Based on what I’m seeing in the market, professional content is becoming way too expensive for anyone to actually effectively use and licensing processes are aged, cumbersome and unpleasant at the best of times. Just looking at the music and film association businesses (as a worst case) I think we can agree that unless we see more actions by the likes of the Steve Jobs of the world, not much is going to change. Like so many other things out there, the process of acquiring “content” just seems broken and shouldn’t be so difficult.

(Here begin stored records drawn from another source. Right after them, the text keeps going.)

//! Derived forms of a business name: fuzzy variations and meaningful words.
//!
//! Variations feed the fuzzy pass ("McDonald's Corporation" → "McDonald's",
//! "Acme Rocket" → "AcmeRocket", ...). Meaningful words feed the partial
//! pass: the distinctive, brand-bearing tokens left after generic words are
//! removed.

use canonical::{collapse_whitespace, fold_case, join_segments, tokenize};
use once_cell::sync::Lazy;
use regex::Regex;

/// Generic words that never identify a business on their own.
pub const STOPWORDS: [&str; 35] = [
    "the", "and", "a", "an", "of", "in", "on", "at", "to", "for", "with", "by", "from", "bank",
    "company", "corporation", "inc", "llc", "group", "services", "systems", "solutions",
    "business", "enterprise", "enterprises", "international", "global", "co", "corp", "ltd",
    "limited", "usa", "america", "united", "states",
];

/// Tokens shorter than this are never meaningful.
const MIN_WORD_CHARS: usize = 3;

static CORPORATE_SUFFIX: Lazy<Regex> = Lazy::new(|| {
    Regex::new(
        r"(?i)[\s,]+(?:inc|llc|corp|corporation|company|co|ltd|limited|group|services|systems|solutions)\.?$",
    )
    .expect("corporate suffix pattern is valid")
});

static CAMEL_CASE: Lazy<Regex> =
    Lazy::new(|| Regex::new(r"[A-Z][a-z]+[A-Z]").expect("camel case pattern is valid"));

static ACRONYM: Lazy<Regex> =
    Lazy::new(|| Regex::new(r"^[A-Z]{2,}$").expect("acronym pattern is valid"));

/// The name with one trailing corporate suffix removed, or `None` when the
/// name carries no suffix (or is nothing but one).
///
/// ```
/// use matcher::strip_corporate_suffix;
///
/// assert_eq!(strip_corporate_suffix("Tesla Inc").as_deref(), Some("Tesla"));
/// assert_eq!(strip_corporate_suffix("Acme, Co.").as_deref(), Some("Acme"));
/// assert_eq!(strip_corporate_suffix("JPMorgan Chase"), None);
/// ```
pub fn strip_corporate_suffix(name: &str) -> Option<String> {
    let name = name.trim();
    let stripped = CORPORATE_SUFFIX.replace(name, "");
    let stripped = stripped.trim();
    if stripped.is_empty() || stripped == name {
        None
    } else {
        Some(stripped.to_string())
    }
}

fn is_stopword(token: &str) -> bool {
    let bare = token.trim_end_matches(['.', ',']);
    STOPWORDS.contains(&bare)
}

fn capitalize(word: &str) -> String {
    let mut chars = word.chars();
    match chars.next() {
        Some(first) => first.to_uppercase().chain(chars).collect(),
        None => String::new(),
    }
}

/// Distinctive words of a business name, first letter capitalized.
///
/// Lowercases the name, splits on whitespace, then drops tokens shorter than
/// three characters, generic stopwords and pure numbers. Duplicates keep
/// their first occurrence.
pub fn meaningful_words(name: &str) -> Vec<String> {
    let folded = fold_case(name);
    let mut words: Vec<String> = Vec::new();

    for token in tokenize(&folded) {
        let text = token.text.as_str();
        if token.char_len() < MIN_WORD_CHARS
            || is_stopword(text)
            || text.chars().all(char::is_numeric)
        {
            continue;
        }
        let word = capitalize(text);
        if !words.contains(&word) {
            words.push(word);
        }
    }

    words
}

/// Name variations scanned by the fuzzy pass, in scan order.
///
/// - the name with its corporate suffix stripped
/// - the name with whitespace removed, replaced by `-`, replaced by `_`
/// - for two-word names, each word that is neither a meaningful word nor a
///   generic stopword (meaningful words are left to the partial pass, which
///   scores them as brand fragments)
///
/// Single words that are meaningful are never fuzzy variations: the partial
/// pass claims them, so "Chase" in "JPMorgan Chase" scores as a brand
/// fragment rather than a near-name.
///
/// Variations shorter than `min_len` characters, duplicates and forms equal
/// to the name itself are dropped.
pub fn name_variations(name: &str, min_len: usize) -> Vec<String> {
    let name = collapse_whitespace(name);
    let folded_name = fold_case(&name);
    let mut raw: Vec<String> = Vec::with_capacity(6);

    if let Some(stripped) = strip_corporate_suffix(&name) {
        raw.push(stripped);
    }
    for separator in ["", "-", "_"] {
        raw.push(join_segments(&name, separator));
    }

    let words: Vec<&str> = name.split(' ').collect();
    if words.len() == 2 {
        let meaningful: Vec<String> = meaningful_words(&name)
            .iter()
            .map(|w| fold_case(w))
            .collect();
        for word in words {
            let folded = fold_case(word);
            if !meaningful.contains(&folded) && !is_stopword(&folded) {
                raw.push(word.to_string());
            }
        }
    }

    let mut seen: Vec<String> = vec![folded_name];
    let mut variations = Vec::with_capacity(raw.len());
    for variation in raw {
        if variation.chars().count() < min_len {
            continue;
        }
        let folded = fold_case(&variation);
        if seen.contains(&folded) {
            continue;
        }
        seen.push(folded);
        variations.push(variation);
    }
    variations
}

/// Whether a word reads like a brand rather than a dictionary word:
/// at least five characters, CamelCase, an apostrophe, or an all-caps acronym.
pub fn looks_like_brand(word: &str) -> bool {
    word.chars().count() >= 5
        || CAMEL_CASE.is_match(word)
        || word.contains('\'')
        || word.contains('\u{2019}')
        || ACRONYM.is_match(word)
}

#[cfg(test)]
mod tests {
    use super::*;

    #[test]
    fn suffix_stripping() {
        assert_eq!(
            strip_corporate_suffix("McDonald's Corporation").as_deref(),
            Some("McDonald's")
        );
        assert_eq!(strip_corporate_suffix("Acme LLC.").as_deref(), Some("Acme"));
        assert_eq!(
            strip_corporate_suffix("Acme Rocket Co").as_deref(),
            Some("Acme Rocket")
        );
        assert_eq!(
            strip_corporate_suffix("Bluewave SOLUTIONS").as_deref(),
            Some("Bluewave")
        );
        // suffix must be a separate trailing word
        assert_eq!(strip_corporate_suffix("Costco"), None);
        assert_eq!(strip_corporate_suffix("Inc"), None);
    }

    #[test]
    fn meaningful_words_drop_generic_tokens() {
        assert_eq!(meaningful_words("JPMorgan Chase"), vec!["Jpmorgan", "Chase"]);
        assert_eq!(meaningful_words("Tesla Inc"), vec!["Tesla"]);
        assert_eq!(
            meaningful_words("The Bank of America Corp."),
            Vec::<String>::new()
        );
        assert_eq!(meaningful_words("Studio 54 NYC"), vec!["Studio", "Nyc"]);
        assert_eq!(meaningful_words("Acme Acme Rocket Co"), vec!["Acme", "Rocket"]);
        assert_eq!(meaningful_words("McDonald's Corporation"), vec!["Mcdonald's"]);
    }

    #[test]
    fn variations_for_multi_word_name() {
        let variations = name_variations("Acme Rocket Co", 3);
        assert_eq!(
            variations,
            vec!["Acme Rocket", "AcmeRocketCo", "Acme-Rocket-Co", "Acme_Rocket_Co"]
        );
    }

    #[test]
    fn two_word_names_leave_brand_words_to_partial_pass() {
        let variations = name_variations("McDonald's Corporation", 3);
        assert_eq!(
            variations,
            vec![
                "McDonald's",
                "McDonald'sCorporation",
                "McDonald's-Corporation",
                "McDonald's_Corporation",
            ]
        );

        let variations = name_variations("Studio 545", 3);
        assert!(variations.contains(&"545".to_string()));
        assert!(!variations.contains(&"Studio".to_string()));

        let variations = name_variations("JPMorgan Chase", 3);
        assert_eq!(
            variations,
            vec!["JPMorganChase", "JPMorgan-Chase", "JPMorgan_Chase"]
        );
    }

    #[test]
    fn short_and_duplicate_variations_dropped() {
        assert_eq!(name_variations("Tesla", 3), Vec::<String>::new());
        assert_eq!(
            name_variations("Tesla Inc", 3),
            vec!["Tesla", "TeslaInc", "Tesla-Inc", "Tesla_Inc"]
        );
        let variations = name_variations("AB Co", 3);
        assert!(variations.iter().all(|v| v.chars().count() >= 3));
        assert!(!variations.contains(&"AB".to_string()));
    }

    #[test]
    fn brand_shape_detection() {
        assert!(looks_like_brand("Chase"));
        assert!(looks_like_brand("eBay's"));
        assert!(looks_like_brand("IBM"));
        assert!(looks_like_brand("HubSpot"));
        assert!(!looks_like_brand("Acme"));
        assert!(!looks_like_brand("Ibm"));
    }
}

On the other side, you’ve got the little guy entertainment phenomenon going on. Millions of gigs of video being uploaded, some of which is really quite good. All of the sudden, the distribution and brand power that Martha Stewart or Mike Holmes have developed as a celeb may not hold as much weight. Why? Let’s use Joe Handyman and Home Depot as a really basic example:
- Joe Handyman is a great contractor. He has lots of clients who love him. He has some quirk in his personality that makes him just a little bit unique
- Joe Handyman finds himself doing the same thing over and over or finds himself telling clients the same thing over and over, which pulls him from his real competence and where his income come from: construction
- To rectify this, Joe decides to video himself (no camera crew but a high quality camera and some basic technical knowledge) explaining or doing the things he would prefer his clients knew or did and offers those videos online to his clients, for free, as a value add. He may even offer them a discount or some other incentive if they prove they actually watch them
Nothing really interesting about this, right?
Now let’s look at a potential Home Depot scenario:
All of the sudden, little Joe is selling content to Home Depot. Wow!

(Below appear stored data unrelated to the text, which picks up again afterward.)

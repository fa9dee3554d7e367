//! Position bookkeeping for matches found in a source text.
//!
//! Scanners work in UTF-8 byte offsets because that is what `regex` hands
//! back. Callers see character offsets, 1-based line numbers and short
//! context snippets, all derived here from the same byte span.

/// Number of characters (Unicode scalar values) before `byte` in `text`.
///
/// `byte` must sit on a char boundary; offsets past the end clamp to the
/// character length of `text`.
pub fn char_offset(text: &str, byte: usize) -> usize {
    let byte = byte.min(text.len());
    text[..byte].chars().count()
}

/// 1-based line number of the line containing `byte`.
///
/// Lines are `\n`-delimited; a `\r\n` pair counts once.
pub fn line_number_at(text: &str, byte: usize) -> usize {
    LineIndex::new(text).line_of(byte)
}

/// Precomputed newline positions for repeated line lookups over one text.
#[derive(Debug, Clone)]
pub struct LineIndex {
    newlines: Vec<usize>,
}

impl LineIndex {
    pub fn new(text: &str) -> Self {
        let newlines = text
            .bytes()
            .enumerate()
            .filter_map(|(idx, b)| (b == b'\n').then_some(idx))
            .collect();
        Self { newlines }
    }

    /// 1-based line number for a byte offset.
    pub fn line_of(&self, byte: usize) -> usize {
        // Count of newlines strictly before `byte`.
        self.newlines.partition_point(|&nl| nl < byte) + 1
    }

    pub fn line_count(&self) -> usize {
        self.newlines.len() + 1
    }
}

/// Up to `chars` characters on each side of the byte span `start..end`,
/// clipped at the text boundaries.
pub fn context_window(text: &str, start: usize, end: usize, chars: usize) -> (String, String) {
    let start = start.min(text.len());
    let end = end.clamp(start, text.len());

    let head = &text[..start];
    let before_start = head
        .char_indices()
        .rev()
        .nth(chars.saturating_sub(1))
        .map(|(idx, _)| idx)
        .unwrap_or(0);
    let before = if chars == 0 {
        String::new()
    } else {
        head[before_start..].to_string()
    };

    let after: String = text[end..].chars().take(chars).collect();
    (before, after)
}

Now Home Depot could never spend the time to source out this content – that it desperately needs – it’s simply too time consuming….but if a service like Mochilla, above, came along and created a marketplace for video content aimed at Digital Signage networks, HD or their agency now has a searcheable database of content that costs 1/100th of professional content that they can pull from.
Here’s where it could get really interesting about 5-7 years from now though. What happens when Home Depot decides to put Joe, and others like him, on TV??? This would be the reason YouTube may be worth 1.65 Billion…the monetization of all content is about to come along….professionals beware.
Granted we’re still dealing with the most basic of video editing capabilities and you can’t throw stones at a lot of the creative folks at the ad agencies. They’re worth their weight in gold if they’re empowered and engaged effectively, in my experience. Unfortunately, they’ve been commoditized for a while now. They add an enormous amount of value…but there are little guys out there that could really start to compete and be given chances that the agencies never thought they’d have to compete against.
[UPDATE: Check out the content here. Some of it is really good: http://blip.tv/]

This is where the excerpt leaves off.